→ **Instructions to follow**:
Where a line in the records below includes "advisory", pull that line out.

→ **Information shown**:
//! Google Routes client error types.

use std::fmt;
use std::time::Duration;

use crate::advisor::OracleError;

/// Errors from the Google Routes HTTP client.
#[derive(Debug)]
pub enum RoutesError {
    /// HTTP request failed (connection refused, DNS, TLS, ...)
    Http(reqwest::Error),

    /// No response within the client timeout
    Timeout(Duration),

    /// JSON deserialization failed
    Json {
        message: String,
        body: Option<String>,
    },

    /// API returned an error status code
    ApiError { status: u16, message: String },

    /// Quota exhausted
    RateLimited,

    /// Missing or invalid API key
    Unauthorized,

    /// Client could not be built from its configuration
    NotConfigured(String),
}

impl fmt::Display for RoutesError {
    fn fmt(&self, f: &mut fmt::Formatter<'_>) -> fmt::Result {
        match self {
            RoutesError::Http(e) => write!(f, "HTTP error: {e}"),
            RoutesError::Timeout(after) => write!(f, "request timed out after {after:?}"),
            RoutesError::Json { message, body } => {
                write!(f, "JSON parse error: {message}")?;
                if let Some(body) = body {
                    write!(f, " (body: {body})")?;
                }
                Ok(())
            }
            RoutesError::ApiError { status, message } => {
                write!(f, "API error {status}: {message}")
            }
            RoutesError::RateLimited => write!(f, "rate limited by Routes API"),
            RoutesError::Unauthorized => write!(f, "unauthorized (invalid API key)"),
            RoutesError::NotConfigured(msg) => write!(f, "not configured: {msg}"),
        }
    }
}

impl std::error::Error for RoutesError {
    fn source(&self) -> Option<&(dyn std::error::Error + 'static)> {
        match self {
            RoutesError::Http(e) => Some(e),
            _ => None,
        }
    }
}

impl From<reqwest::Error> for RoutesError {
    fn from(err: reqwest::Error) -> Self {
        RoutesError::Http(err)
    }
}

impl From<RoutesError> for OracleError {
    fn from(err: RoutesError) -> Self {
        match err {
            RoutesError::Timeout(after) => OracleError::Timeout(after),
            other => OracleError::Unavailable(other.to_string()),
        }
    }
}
==
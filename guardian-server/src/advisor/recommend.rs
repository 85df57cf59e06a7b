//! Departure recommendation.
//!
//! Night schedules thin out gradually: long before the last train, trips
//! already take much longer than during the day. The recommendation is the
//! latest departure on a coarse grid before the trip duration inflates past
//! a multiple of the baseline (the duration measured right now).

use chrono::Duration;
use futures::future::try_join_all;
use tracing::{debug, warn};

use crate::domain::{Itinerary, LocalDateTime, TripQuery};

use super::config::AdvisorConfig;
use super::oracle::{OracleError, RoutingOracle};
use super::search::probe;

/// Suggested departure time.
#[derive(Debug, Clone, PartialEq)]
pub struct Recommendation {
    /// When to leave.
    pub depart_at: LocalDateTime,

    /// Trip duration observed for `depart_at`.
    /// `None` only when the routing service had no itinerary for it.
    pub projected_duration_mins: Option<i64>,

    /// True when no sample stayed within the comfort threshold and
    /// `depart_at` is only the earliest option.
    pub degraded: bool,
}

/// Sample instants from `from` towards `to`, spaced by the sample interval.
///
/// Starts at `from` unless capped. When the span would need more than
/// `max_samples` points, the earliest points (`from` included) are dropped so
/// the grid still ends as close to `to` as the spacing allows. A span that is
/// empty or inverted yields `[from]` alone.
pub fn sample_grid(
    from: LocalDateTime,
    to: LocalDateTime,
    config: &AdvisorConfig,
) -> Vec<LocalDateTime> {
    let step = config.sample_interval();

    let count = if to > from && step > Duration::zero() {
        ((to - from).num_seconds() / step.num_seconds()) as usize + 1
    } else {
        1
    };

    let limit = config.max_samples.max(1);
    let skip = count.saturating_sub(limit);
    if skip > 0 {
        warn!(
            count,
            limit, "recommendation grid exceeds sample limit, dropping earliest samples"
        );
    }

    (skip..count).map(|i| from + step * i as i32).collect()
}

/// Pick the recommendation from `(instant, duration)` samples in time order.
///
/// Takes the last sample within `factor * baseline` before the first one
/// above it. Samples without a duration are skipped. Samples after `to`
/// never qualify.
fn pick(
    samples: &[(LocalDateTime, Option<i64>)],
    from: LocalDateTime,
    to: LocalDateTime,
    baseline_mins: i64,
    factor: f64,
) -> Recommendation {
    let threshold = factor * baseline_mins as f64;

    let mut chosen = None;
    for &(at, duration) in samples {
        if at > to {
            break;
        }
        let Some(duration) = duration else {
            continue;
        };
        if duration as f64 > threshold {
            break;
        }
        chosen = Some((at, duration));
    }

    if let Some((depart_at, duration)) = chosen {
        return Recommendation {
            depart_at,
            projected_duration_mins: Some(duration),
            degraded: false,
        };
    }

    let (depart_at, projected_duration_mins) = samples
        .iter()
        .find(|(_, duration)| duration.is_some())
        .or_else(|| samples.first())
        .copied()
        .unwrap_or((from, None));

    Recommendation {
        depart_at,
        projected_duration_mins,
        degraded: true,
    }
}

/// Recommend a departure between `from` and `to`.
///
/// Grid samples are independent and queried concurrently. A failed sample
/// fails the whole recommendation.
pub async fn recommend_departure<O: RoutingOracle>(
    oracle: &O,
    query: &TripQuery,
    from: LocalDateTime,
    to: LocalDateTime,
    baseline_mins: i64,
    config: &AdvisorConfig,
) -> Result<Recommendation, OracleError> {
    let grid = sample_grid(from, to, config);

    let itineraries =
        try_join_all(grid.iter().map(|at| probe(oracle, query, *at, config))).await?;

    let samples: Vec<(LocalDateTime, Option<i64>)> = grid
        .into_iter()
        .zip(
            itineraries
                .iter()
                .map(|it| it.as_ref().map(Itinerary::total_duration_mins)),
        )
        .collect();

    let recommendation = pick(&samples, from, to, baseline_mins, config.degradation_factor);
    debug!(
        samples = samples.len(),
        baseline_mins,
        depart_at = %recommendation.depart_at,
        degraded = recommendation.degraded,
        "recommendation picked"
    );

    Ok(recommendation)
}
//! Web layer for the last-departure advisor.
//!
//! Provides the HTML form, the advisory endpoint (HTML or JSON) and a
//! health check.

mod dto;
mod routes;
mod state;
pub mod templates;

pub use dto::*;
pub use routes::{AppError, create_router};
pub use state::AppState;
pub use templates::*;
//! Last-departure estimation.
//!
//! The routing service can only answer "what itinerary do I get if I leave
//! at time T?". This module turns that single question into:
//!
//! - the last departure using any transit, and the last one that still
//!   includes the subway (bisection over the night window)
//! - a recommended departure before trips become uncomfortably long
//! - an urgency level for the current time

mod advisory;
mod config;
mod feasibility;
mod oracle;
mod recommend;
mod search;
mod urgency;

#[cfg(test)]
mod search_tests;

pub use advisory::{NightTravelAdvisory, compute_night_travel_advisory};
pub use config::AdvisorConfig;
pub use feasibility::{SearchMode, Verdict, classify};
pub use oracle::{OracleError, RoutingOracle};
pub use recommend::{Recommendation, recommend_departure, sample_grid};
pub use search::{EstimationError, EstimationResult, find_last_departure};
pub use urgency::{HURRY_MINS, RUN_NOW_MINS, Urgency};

→ **Finished exercise**:
//! Provides the HTML form, the advisory endpoint (HTML or JSON) and a
mod advisory;
pub use advisory::{NightTravelAdvisory, compute_night_travel_advisory};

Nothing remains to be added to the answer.